On Wednesday evening, 31 workers found themselves trapped in darkness when a section of a massive L.A. County sanitation tunnel partially collapsed deep below Wilmington. What followed was a desperate scramble through rubble, fear, and uncertainty — with only one way out.

“They Were Five Miles In — With Debris Behind Them”

At around 6:30 p.m., a loud rumble echoed through the six-mile Clearwater Project tunnel — part of a $630 million infrastructure push to send treated wastewater to the Pacific. The men were five miles into the shaft when the collapse hit. The debris didn’t completely block the tunnel, but it left only a narrow path through the damaged zone.

“Any time you have a collapse behind you, there’s only one way out,” said Robert Ferrante, chief engineer for the L.A. County Sanitation Districts. “It was very scary. We are very fortunate no one was hurt.”

Four workers — reportedly supervisors — entered after the collapse to help the 27 still inside, officials said. All 31 managed to escape without injury.

A Full-Scale Rescue

With only one access shaft on North Figueroa Street, over 100 L.A. Fire Department personnel raced to the scene. Specialized urban search and rescue teams, trained for tight, confined spaces, prepared for the worst. But remarkably, the workers had already begun making their way out.

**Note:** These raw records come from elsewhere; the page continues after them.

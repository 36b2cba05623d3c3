//! Heuristic menu extraction from rendered ordering pages.
//!
//! This crate provides:
//! - [`dom`]: the read-only [`DocumentNode`] view and its `scraper` snapshot
//! - [`strategies`]: category discovery, tried in priority order
//! - [`boundary`]: which nodes hold exactly one dish
//! - [`fields`]: name, price, description, veg status and image of a dish
//! - [`merge`] and [`catalog`]: deduplication and normalization
//! - [`engine`]: the single extraction pass tying them together

pub mod boundary;
pub mod catalog;
pub mod dom;
pub mod engine;
pub mod fields;
pub mod heuristics;
pub mod merge;
pub mod strategies;

pub use catalog::CatalogBuilder;
pub use dom::{DocumentNode, HtmlNode, HtmlSnapshot, NodeError, NodeQuery, NodeResult};
pub use engine::{Extraction, MenuExtractor, extract_html, extract_menu};
pub use heuristics::Heuristics;
pub use merge::{dedup_items, merge_records};
pub use strategies::{
    CategoryCandidate, CategoryStrategy, ChipActivator, FlatStrategy, HeadingLandmarkStrategy,
    LabeledChipStrategy, ScopeKind, SectionHeadingStrategy, StaticChipActivator, StrategyChain,
    StrategySurvey,
};

#[cfg(test)]
mod tests {
    use super::*;
    use menucat_shared::{ExtractionConfig, RestaurantInfo, VegStatus};

    fn load_fixture(name: &str) -> String {
        let path = format!("{}/../../../fixtures/html/{name}", env!("CARGO_MANIFEST_DIR"));
        std::fs::read_to_string(&path).unwrap_or_else(|_| panic!("missing fixture: {path}"))
    }

    fn extract_fixture(name: &str) -> Extraction {
        extract_html(
            &load_fixture(name),
            RestaurantInfo::default(),
            &ExtractionConfig::default(),
        )
    }

    fn category_names(extraction: &Extraction) -> Vec<&str> {
        extraction
            .catalog
            .categories()
            .iter()
            .map(|c| c.name.as_str())
            .collect()
    }

    // -----------------------------------------------------------------------
    // Page layouts
    // -----------------------------------------------------------------------

    #[test]
    fn section_layout() {
        let extraction = extract_fixture("sections.html");
        assert_eq!(extraction.report.strategy.as_deref(), Some("section-heading"));
        // The price-chip section is rejected and the empty one pruned.
        assert_eq!(extraction.report.candidate_categories, 3);
        assert_eq!(category_names(&extraction), vec!["Starters", "Main Course"]);
        assert_eq!(extraction.report.merged_duplicates, 1);

        let starters = extraction.catalog.category("Starters").unwrap();
        assert_eq!(starters.items.len(), 2);
        assert_eq!(starters.items[0].name, "Tandoori Chicken Tikka");
        assert_eq!(starters.items[0].veg_status, VegStatus::NonVeg);
        assert_eq!(
            starters.items[1].description,
            "Cottage cheese cubes grilled in the tandoor"
        );
        assert_eq!(starters.items[1].veg_status, VegStatus::Veg);

        let mains = extraction.catalog.category("Main Course").unwrap();
        let dal = &mains.items[0];
        assert_eq!(dal.price, "₹395");
        assert_eq!(dal.description, "Black lentils simmered overnight, finished with cream");
        assert_eq!(dal.veg_status, VegStatus::Unknown);
        let chicken = &mains.items[1];
        assert_eq!(chicken.veg_status, VegStatus::NonVeg);
        assert_eq!(
            chicken.image_url.as_deref(),
            Some("https://cdn.example.com/menu/butter-chicken.jpg")
        );
    }

    #[test]
    fn chip_layout() {
        let extraction = extract_fixture("chips.html");
        assert_eq!(extraction.report.strategy.as_deref(), Some("labeled-chip"));
        assert_eq!(category_names(&extraction), vec!["Soups", "Desserts"]);

        let soups = extraction.catalog.category("Soups").unwrap();
        assert_eq!(soups.items.len(), 2);
        assert_eq!(soups.items[0].veg_status, VegStatus::Veg);
        assert_eq!(soups.items[0].image_url.as_deref(), Some("/img/tomato-shorba.jpg"));
        assert_eq!(soups.items[1].veg_status, VegStatus::NonVeg);
        assert_eq!(extraction.catalog.category("Desserts").unwrap().items.len(), 1);
    }

    #[test]
    fn landmark_layout() {
        let extraction = extract_fixture("landmarks.html");
        assert_eq!(extraction.report.strategy.as_deref(), Some("heading-landmark"));
        assert_eq!(category_names(&extraction), vec!["Cocktails", "Bar Bites"]);
        assert_eq!(extraction.report.rejected_candidates, 1);

        let cocktails = extraction.catalog.category("Cocktails").unwrap();
        let names: Vec<_> = cocktails.items.iter().map(|i| i.name.as_str()).collect();
        assert_eq!(names, vec!["Tamasha Sour", "Kokum Mojito"]);
        assert_eq!(cocktails.items[0].description, "Whisky, lemon, egg white");

        let bites = extraction.catalog.category("Bar Bites").unwrap();
        assert_eq!(bites.items[0].veg_status, VegStatus::NonVeg);
        assert_eq!(bites.items[1].veg_status, VegStatus::Veg);
    }

    #[test]
    fn flat_layout() {
        let extraction = extract_fixture("flat.html");
        assert_eq!(extraction.report.strategy.as_deref(), Some("flat"));
        assert_eq!(category_names(&extraction), vec!["Menu Items"]);

        let all = extraction.catalog.category("Menu Items").unwrap();
        let names: Vec<_> = all.items.iter().map(|i| i.name.as_str()).collect();
        assert_eq!(names, vec!["Veg Biryani", "Chicken Biryani", "Boondi Raita"]);
        assert_eq!(all.items[0].description, "Fragrant basmati layered with vegetables");
        assert_eq!(extraction.report.merged_duplicates, 1);
    }

    #[test]
    fn fallback_category_name_is_configurable() {
        let extraction = extract_html(
            &load_fixture("flat.html"),
            RestaurantInfo::default(),
            &ExtractionConfig {
                fallback_category: "All Items".into(),
                ..ExtractionConfig::default()
            },
        );
        assert_eq!(category_names(&extraction), vec!["All Items"]);
    }

    // -----------------------------------------------------------------------
    // Catalog invariants
    // -----------------------------------------------------------------------

    #[test]
    fn every_fixture_keeps_catalog_invariants() {
        for fixture in ["sections.html", "chips.html", "landmarks.html", "flat.html"] {
            let extraction = extract_fixture(fixture);
            for category in extraction.catalog.categories() {
                assert!(!category.items.is_empty(), "{fixture}: empty {}", category.name);
                let mut keys = std::collections::HashSet::new();
                for item in &category.items {
                    assert!(!item.name.trim().is_empty(), "{fixture}: unnamed item");
                    assert!(keys.insert(item.key()), "{fixture}: duplicate {}", item.name);
                }
            }
            assert_eq!(extraction.report.items, extraction.catalog.item_count());
        }
    }
}
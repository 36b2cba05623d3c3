use std::collections::HashSet;

use tracing::{debug, trace};

use crate::dom::{DocumentNode, NodeResult};
use crate::heuristics::Heuristics;

use super::{CategoryCandidate, CategoryStrategy, ScopeKind};

/// Category chips advertising their item count, e.g. `Starters (12)`.
///
/// The candidate's scope is the chip itself; a [`ChipActivator`] turns it into
/// the content scope when the category is resolved.
#[derive(Debug, Clone, Copy, Default)]
pub struct LabeledChipStrategy;

impl<N: DocumentNode> CategoryStrategy<N> for LabeledChipStrategy {
    fn name(&self) -> &'static str {
        "labeled-chip"
    }

    fn locate(&self, page: &N, rules: &Heuristics) -> NodeResult<Vec<CategoryCandidate<N>>> {
        let mut seen = HashSet::new();
        let mut candidates = Vec::new();

        for chip in page.find_all(&rules.chip)? {
            let Ok(text) = chip.text() else {
                continue;
            };
            let Some((name, count)) = Heuristics::parse_chip(&text) else {
                continue;
            };
            if !seen.insert(name.clone()) {
                trace!(name = %name, "duplicate chip");
                continue;
            }
            debug!(name = %name, advertised = count, "found category chip");
            candidates.push(CategoryCandidate {
                name,
                scope: chip,
                kind: ScopeKind::Chip,
                heading: None,
            });
        }

        Ok(candidates)
    }
}

// ---------------------------------------------------------------------------
// Activation
// ---------------------------------------------------------------------------

/// Expands a category chip into the scope holding its items.
///
/// A live session clicks the chip and waits for the re-render before
/// returning; the returned node must reflect the page after that.
pub trait ChipActivator<N: DocumentNode> {
    /// `Ok(None)` when the chip leads nowhere.
    fn activate(&self, chip: &N, rules: &Heuristics) -> NodeResult<Option<N>>;
}

/// Activator for saved snapshots, where every category is already rendered.
///
/// The scope is the nearest ancestor of the chip that contains a heading,
/// i.e. the chip together with its sibling content.
#[derive(Debug, Clone, Copy, Default)]
pub struct StaticChipActivator;

impl<N: DocumentNode> ChipActivator<N> for StaticChipActivator {
    fn activate(&self, chip: &N, rules: &Heuristics) -> NodeResult<Option<N>> {
        for ancestor in chip.ancestors(rules.max_depth())? {
            if ancestor.has_descendant(&rules.heading)? {
                return Ok(Some(ancestor));
            }
        }
        Ok(None)
    }
}
//! menucat CLI: turn saved restaurant ordering pages into menu catalogs.
//!
//! Reads a rendered page snapshot, extracts categories and dishes with the
//! heuristic engine, and writes JSON, CSV and a run manifest.

mod commands;

use clap::Parser;
use color_eyre::eyre::Result;

use commands::Cli;

fn main() -> Result<()> {
    color_eyre::install()?;
    let cli = Cli::parse();
    commands::init_tracing(&cli);
    commands::run(cli)
}
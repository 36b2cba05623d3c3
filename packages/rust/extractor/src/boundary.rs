//! Item boundary resolution: which nodes inside a category scope each hold
//! exactly one dish.

use tracing::{debug, trace};

use crate::dom::{DocumentNode, NodeResult};
use crate::heuristics::Heuristics;

/// Find the item containers in `scope`.
///
/// Unless `whole_page` is set, item containers wrapping a single heading are
/// used directly. When there are none (or for a whole-page scope) every price
/// and heading node is walked upward instead. `category_heading` is the node
/// that named the category and never counts as an item.
///
/// Fails only when `scope` itself cannot be queried.
pub fn resolve_items<N: DocumentNode>(
    scope: &N,
    whole_page: bool,
    category_heading: Option<&N>,
    rules: &Heuristics,
) -> NodeResult<Vec<N>> {
    if !whole_page {
        let containers = heading_containers(scope, category_heading, rules)?;
        if !containers.is_empty() {
            debug!(count = containers.len(), "resolved item containers directly");
            return Ok(containers);
        }
    }

    let containers = walk_from_seeds(scope, category_heading, rules)?;
    debug!(count = containers.len(), "resolved item containers by ancestor walk");
    Ok(containers)
}

/// Item containers holding exactly one heading, outermost first.
fn heading_containers<N: DocumentNode>(
    scope: &N,
    category_heading: Option<&N>,
    rules: &Heuristics,
) -> NodeResult<Vec<N>> {
    let mut claimed: Vec<N> = Vec::new();
    let mut containers = Vec::new();

    // Document order puts every container before the ones nested in it.
    for container in scope.find_all(&rules.item_container)? {
        let headings = match container.find_all(&rules.heading) {
            Ok(headings) => headings,
            Err(e) => {
                trace!(error = %e, "skipping unreadable container");
                continue;
            }
        };
        let [heading] = headings.as_slice() else {
            continue;
        };
        if category_heading == Some(heading) || claimed.contains(heading) {
            continue;
        }
        claimed.push(heading.clone());
        containers.push(container);
    }

    Ok(containers)
}

/// Bounded ancestor walk from every price and heading node in `scope`.
fn walk_from_seeds<N: DocumentNode>(
    scope: &N,
    category_heading: Option<&N>,
    rules: &Heuristics,
) -> NodeResult<Vec<N>> {
    let mut containers: Vec<N> = Vec::new();

    for seed in scope.descendants()? {
        let kind = if seed.matches(&rules.price).unwrap_or(false) {
            Seed::Price
        } else if seed.matches(&rules.heading).unwrap_or(false) {
            Seed::Heading
        } else {
            continue;
        };
        if category_heading == Some(&seed) {
            continue;
        }

        match enclosing_item(&seed, kind, scope, category_heading, rules) {
            Ok(Some(container)) => {
                if !containers.contains(&container) {
                    containers.push(container);
                }
            }
            Ok(None) => trace!("no item container within reach"),
            Err(e) => debug!(error = %e, "abandoning seed"),
        }
    }

    Ok(containers)
}

#[derive(Debug, Clone, Copy, PartialEq, Eq)]
enum Seed {
    Price,
    Heading,
}

/// First ancestor of `seed`, up to the depth bound and strictly below
/// `scope`, whose text carries the currency symbol. Heading seeds also need
/// a heading other than the category's own.
fn enclosing_item<N: DocumentNode>(
    seed: &N,
    kind: Seed,
    scope: &N,
    category_heading: Option<&N>,
    rules: &Heuristics,
) -> NodeResult<Option<N>> {
    for node in seed.ancestors(rules.max_depth())? {
        if node == *scope {
            break;
        }
        if !node.text()?.contains(rules.currency_symbol()) {
            continue;
        }
        if kind == Seed::Price || has_item_heading(&node, category_heading, rules)? {
            return Ok(Some(node));
        }
    }

    Ok(None)
}

fn has_item_heading<N: DocumentNode>(
    node: &N,
    category_heading: Option<&N>,
    rules: &Heuristics,
) -> NodeResult<bool> {
    Ok(node
        .find_all(&rules.heading)?
        .iter()
        .any(|heading| category_heading != Some(heading)))
}
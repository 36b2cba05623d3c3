//! Structured form: category name mapped to its item objects.

use std::path::Path;

use menucat_shared::{MenuCatError, MenuCatalog, Result};

/// Pretty-printed JSON for `catalog`, categories in catalog order.
///
/// Rendered straight to text: a `serde_json::Value` map would sort the keys.
pub fn render_json(catalog: &MenuCatalog) -> Result<String> {
    serde_json::to_string_pretty(catalog)
        .map_err(|e| MenuCatError::Export(format!("JSON serialization failed: {e}")))
}

pub fn write_json(path: &Path, catalog: &MenuCatalog) -> Result<()> {
    let json = render_json(catalog)?;
    crate::write_atomic(path, json.as_bytes())
}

“They had to climb back through the collapse zone,” said interim Fire Chief Ronnie Villanueva. “It was harrowing.”

Mayor Bass: ‘A Very Scary Evening’

L.A. Mayor Karen Bass rushed to the scene to speak with the workers.

“We are all blessed today in Los Angeles — no one injured, everyone safe,” she said. “This was a very scary evening that could’ve ended in tragedy.”

Some family members of the workers waited in anguish outside the site, unsure if their loved ones would make it out alive. One worker reportedly emerged covered in dust, clutching a photo of his daughter. “All I wanted was to get home to her,” he said.

Project Paused Indefinitely

The Clearwater tunnel has been under construction since 2021. It’s meant to carry clean, treated wastewater from the Joint Water Pollution Control Plant to the ocean near Royal Palms Beach. It’s one of the largest wastewater infrastructure projects in California history — and Wednesday’s incident is the first major scare since it broke ground.

“This changes everything,” Ferrante admitted. “We don’t know how long it will take to make the tunnel safe again. That process starts now.”

Emotional Fallout

L.A. County Supervisor Janice Hahn, visibly shaken at the site, said the workers were “alive and happy” but clearly traumatized.

“This could have been catastrophic,” Hahn said. “We’re going to get answers. We owe that to these men.”

Construction is now halted. Investigators will examine the collapsed section to determine the cause and what safeguards failed — or didn’t exist at all.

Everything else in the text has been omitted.